__YOUR ASSIGNMENT__: Below are some records. Return exactly the lines from the one with "let mut output" to the one with "the rendered report.", and nothing else.

Saved data entries:
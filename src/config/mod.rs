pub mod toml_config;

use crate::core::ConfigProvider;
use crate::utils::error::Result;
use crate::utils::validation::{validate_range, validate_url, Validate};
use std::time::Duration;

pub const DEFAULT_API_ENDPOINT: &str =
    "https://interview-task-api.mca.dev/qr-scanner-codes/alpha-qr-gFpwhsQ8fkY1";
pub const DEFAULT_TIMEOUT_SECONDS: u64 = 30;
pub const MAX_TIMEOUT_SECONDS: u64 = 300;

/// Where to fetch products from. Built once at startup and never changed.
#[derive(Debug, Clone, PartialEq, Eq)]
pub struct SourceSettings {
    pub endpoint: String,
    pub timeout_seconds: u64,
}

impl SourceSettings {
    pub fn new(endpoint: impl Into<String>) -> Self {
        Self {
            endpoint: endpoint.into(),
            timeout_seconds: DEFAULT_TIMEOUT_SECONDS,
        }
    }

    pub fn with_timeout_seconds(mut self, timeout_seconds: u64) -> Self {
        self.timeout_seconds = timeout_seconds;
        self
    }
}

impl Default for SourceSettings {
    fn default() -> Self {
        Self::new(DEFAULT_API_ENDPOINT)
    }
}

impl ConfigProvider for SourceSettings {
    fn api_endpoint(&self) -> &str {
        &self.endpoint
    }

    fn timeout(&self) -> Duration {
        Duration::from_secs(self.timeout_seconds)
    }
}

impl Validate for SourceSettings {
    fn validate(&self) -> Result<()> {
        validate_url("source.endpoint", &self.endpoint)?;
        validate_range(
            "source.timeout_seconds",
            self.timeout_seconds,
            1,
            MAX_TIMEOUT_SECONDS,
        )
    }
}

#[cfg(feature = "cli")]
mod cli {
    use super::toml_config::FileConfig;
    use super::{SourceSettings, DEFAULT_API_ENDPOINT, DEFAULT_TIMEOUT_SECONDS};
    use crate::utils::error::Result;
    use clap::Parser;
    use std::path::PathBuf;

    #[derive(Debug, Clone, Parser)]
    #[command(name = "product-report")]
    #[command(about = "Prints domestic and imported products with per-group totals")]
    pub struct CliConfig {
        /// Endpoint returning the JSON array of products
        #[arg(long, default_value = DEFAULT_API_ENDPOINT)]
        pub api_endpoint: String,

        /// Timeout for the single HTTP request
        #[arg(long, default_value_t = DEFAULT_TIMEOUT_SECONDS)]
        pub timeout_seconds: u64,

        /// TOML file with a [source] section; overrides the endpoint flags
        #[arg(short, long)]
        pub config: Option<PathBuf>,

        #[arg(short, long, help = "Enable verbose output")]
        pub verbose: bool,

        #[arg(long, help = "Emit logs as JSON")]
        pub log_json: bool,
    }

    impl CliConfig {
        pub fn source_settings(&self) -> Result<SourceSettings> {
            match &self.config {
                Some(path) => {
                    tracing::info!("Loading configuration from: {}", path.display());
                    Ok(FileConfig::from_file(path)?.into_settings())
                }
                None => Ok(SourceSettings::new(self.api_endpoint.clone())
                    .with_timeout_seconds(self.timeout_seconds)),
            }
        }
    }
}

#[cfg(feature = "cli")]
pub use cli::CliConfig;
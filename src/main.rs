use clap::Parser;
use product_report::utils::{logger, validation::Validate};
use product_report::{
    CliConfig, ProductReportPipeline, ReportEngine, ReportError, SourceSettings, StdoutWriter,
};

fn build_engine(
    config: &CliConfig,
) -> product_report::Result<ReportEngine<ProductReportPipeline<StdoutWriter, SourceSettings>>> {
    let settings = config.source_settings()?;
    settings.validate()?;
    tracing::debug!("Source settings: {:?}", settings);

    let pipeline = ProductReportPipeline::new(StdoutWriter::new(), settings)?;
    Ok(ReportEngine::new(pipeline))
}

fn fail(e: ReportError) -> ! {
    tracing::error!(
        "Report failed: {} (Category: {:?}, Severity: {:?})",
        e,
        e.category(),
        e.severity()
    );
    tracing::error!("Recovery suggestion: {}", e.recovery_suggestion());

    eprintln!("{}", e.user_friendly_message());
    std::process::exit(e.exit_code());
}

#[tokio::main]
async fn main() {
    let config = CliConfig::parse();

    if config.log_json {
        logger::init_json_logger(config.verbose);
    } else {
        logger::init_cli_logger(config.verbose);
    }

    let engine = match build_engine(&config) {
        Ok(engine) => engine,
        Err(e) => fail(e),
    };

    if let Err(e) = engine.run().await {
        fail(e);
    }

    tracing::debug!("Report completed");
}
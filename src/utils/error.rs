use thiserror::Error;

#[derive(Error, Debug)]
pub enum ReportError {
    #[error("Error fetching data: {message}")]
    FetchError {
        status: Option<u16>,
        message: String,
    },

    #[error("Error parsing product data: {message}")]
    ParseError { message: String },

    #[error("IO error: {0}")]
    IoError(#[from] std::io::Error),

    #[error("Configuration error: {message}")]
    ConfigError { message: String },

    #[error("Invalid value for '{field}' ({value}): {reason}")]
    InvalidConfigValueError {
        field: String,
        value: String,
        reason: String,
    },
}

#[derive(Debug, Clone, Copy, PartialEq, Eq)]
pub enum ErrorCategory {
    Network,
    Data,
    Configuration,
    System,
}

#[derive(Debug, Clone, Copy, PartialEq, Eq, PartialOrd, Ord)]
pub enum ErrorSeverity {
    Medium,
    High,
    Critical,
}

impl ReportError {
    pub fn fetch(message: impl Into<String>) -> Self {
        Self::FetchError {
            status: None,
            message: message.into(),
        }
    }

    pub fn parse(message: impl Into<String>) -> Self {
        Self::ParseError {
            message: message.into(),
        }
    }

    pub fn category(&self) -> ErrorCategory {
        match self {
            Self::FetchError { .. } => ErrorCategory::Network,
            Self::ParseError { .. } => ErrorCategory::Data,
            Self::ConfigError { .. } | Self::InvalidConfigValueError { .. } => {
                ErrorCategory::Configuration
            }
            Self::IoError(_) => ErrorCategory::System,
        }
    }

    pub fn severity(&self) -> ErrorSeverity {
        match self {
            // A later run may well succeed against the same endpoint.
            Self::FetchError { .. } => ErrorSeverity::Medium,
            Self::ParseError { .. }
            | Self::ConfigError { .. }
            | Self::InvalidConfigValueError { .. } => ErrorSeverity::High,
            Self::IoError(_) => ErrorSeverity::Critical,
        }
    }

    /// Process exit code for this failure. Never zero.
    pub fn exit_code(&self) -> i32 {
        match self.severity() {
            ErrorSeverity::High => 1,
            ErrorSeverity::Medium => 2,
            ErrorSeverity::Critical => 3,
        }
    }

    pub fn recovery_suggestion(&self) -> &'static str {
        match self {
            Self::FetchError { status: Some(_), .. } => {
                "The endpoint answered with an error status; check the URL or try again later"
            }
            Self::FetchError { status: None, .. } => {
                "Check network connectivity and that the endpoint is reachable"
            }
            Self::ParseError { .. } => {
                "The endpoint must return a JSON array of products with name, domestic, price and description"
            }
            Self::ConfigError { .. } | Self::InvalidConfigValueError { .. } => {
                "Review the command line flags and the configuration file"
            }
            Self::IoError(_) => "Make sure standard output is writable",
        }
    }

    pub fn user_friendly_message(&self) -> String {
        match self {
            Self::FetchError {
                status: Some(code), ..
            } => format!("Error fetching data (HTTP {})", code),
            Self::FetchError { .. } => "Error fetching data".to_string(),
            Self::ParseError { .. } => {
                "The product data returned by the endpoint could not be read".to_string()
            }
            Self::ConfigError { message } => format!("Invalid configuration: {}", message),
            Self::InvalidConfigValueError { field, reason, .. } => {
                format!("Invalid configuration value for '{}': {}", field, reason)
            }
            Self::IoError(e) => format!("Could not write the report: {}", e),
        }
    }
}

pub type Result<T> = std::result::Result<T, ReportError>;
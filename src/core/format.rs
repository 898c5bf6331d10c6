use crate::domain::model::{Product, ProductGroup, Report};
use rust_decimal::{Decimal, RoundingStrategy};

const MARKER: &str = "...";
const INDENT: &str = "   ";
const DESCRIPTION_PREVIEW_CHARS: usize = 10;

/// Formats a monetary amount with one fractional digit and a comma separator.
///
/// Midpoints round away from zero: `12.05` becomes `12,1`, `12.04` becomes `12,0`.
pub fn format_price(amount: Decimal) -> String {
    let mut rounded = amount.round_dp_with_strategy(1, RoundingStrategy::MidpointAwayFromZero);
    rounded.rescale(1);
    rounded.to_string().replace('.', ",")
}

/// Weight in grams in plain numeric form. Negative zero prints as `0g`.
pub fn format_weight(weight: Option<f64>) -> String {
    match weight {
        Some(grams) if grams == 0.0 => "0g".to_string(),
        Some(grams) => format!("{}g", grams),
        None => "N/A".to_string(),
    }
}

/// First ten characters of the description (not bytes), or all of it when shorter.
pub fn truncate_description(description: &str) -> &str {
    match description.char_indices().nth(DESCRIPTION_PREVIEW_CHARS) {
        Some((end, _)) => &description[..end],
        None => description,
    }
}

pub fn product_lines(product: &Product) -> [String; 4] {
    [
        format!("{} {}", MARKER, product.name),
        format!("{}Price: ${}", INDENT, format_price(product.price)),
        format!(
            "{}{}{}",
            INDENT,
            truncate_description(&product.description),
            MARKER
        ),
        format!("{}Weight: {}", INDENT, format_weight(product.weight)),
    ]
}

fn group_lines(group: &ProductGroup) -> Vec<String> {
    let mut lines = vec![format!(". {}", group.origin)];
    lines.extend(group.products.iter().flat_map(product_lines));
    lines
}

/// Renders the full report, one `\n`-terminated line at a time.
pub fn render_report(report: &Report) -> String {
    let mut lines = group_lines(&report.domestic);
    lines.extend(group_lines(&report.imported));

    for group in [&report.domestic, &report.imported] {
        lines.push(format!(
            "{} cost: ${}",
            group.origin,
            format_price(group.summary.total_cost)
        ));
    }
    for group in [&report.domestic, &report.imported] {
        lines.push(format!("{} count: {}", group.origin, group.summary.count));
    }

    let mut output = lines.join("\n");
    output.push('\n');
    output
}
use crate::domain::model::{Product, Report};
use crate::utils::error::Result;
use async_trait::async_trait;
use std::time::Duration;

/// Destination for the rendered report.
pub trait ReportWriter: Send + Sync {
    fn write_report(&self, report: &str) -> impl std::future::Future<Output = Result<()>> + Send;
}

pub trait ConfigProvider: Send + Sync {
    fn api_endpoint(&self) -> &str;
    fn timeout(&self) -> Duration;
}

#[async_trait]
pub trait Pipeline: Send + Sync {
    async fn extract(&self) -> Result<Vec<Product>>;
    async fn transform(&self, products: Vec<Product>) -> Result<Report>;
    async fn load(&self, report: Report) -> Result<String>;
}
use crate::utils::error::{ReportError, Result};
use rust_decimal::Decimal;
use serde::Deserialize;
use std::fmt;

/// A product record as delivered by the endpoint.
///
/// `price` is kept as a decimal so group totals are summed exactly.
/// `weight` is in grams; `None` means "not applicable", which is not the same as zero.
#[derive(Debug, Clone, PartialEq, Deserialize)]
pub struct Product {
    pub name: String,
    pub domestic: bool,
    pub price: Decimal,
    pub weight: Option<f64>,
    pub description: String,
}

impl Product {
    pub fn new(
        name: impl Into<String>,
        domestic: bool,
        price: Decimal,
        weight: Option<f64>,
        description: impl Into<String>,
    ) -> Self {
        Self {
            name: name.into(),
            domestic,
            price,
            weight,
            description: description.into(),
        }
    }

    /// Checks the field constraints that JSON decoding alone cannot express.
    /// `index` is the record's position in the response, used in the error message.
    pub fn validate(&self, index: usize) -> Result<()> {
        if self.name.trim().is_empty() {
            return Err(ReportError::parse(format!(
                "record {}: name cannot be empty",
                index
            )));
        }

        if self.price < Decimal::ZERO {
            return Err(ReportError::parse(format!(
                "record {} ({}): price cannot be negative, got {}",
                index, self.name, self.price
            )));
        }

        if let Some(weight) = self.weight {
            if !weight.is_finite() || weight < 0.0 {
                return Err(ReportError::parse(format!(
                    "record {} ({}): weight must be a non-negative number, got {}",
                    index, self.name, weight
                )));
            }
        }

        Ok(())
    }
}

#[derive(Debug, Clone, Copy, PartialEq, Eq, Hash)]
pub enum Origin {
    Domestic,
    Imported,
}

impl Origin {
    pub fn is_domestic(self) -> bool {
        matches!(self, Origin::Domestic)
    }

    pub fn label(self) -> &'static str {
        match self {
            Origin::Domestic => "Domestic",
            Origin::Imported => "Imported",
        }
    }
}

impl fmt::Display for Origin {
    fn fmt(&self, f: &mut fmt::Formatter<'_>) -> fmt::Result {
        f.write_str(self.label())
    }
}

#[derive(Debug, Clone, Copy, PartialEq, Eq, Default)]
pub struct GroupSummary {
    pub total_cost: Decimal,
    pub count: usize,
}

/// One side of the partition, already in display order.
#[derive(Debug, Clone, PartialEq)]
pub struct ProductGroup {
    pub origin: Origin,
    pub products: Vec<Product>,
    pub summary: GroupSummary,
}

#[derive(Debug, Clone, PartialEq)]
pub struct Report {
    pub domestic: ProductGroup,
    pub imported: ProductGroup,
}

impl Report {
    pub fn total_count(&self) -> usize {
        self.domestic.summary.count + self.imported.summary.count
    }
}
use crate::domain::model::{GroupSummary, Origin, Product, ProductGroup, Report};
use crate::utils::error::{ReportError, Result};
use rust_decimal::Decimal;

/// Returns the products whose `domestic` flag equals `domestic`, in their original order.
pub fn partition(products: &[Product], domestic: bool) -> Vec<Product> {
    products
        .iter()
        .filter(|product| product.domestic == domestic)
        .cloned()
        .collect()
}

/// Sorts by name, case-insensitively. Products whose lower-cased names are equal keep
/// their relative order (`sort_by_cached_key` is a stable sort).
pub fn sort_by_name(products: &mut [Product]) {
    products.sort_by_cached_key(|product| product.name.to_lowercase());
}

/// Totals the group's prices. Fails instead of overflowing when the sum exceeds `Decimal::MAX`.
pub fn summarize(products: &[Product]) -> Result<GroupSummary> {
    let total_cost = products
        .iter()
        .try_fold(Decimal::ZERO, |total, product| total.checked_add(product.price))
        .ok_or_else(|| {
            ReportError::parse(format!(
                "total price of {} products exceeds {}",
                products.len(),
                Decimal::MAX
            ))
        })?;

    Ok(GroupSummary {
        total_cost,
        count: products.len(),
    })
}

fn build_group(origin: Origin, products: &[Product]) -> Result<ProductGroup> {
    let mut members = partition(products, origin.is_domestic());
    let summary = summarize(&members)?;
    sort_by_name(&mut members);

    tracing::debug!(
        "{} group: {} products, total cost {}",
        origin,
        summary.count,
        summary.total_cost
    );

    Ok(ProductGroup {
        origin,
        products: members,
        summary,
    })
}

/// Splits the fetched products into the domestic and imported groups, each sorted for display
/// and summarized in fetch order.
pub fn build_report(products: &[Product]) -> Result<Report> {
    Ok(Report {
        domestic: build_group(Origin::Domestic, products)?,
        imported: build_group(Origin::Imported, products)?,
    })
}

__EXERCISE RESPONSE__:
    let mut output = lines.join("\n");
    output.push('\n');
    output
}
use crate::domain::model::{Product, Report};
use crate::utils::error::Result;
use async_trait::async_trait;
use std::time::Duration;

/// Destination for the rendered report.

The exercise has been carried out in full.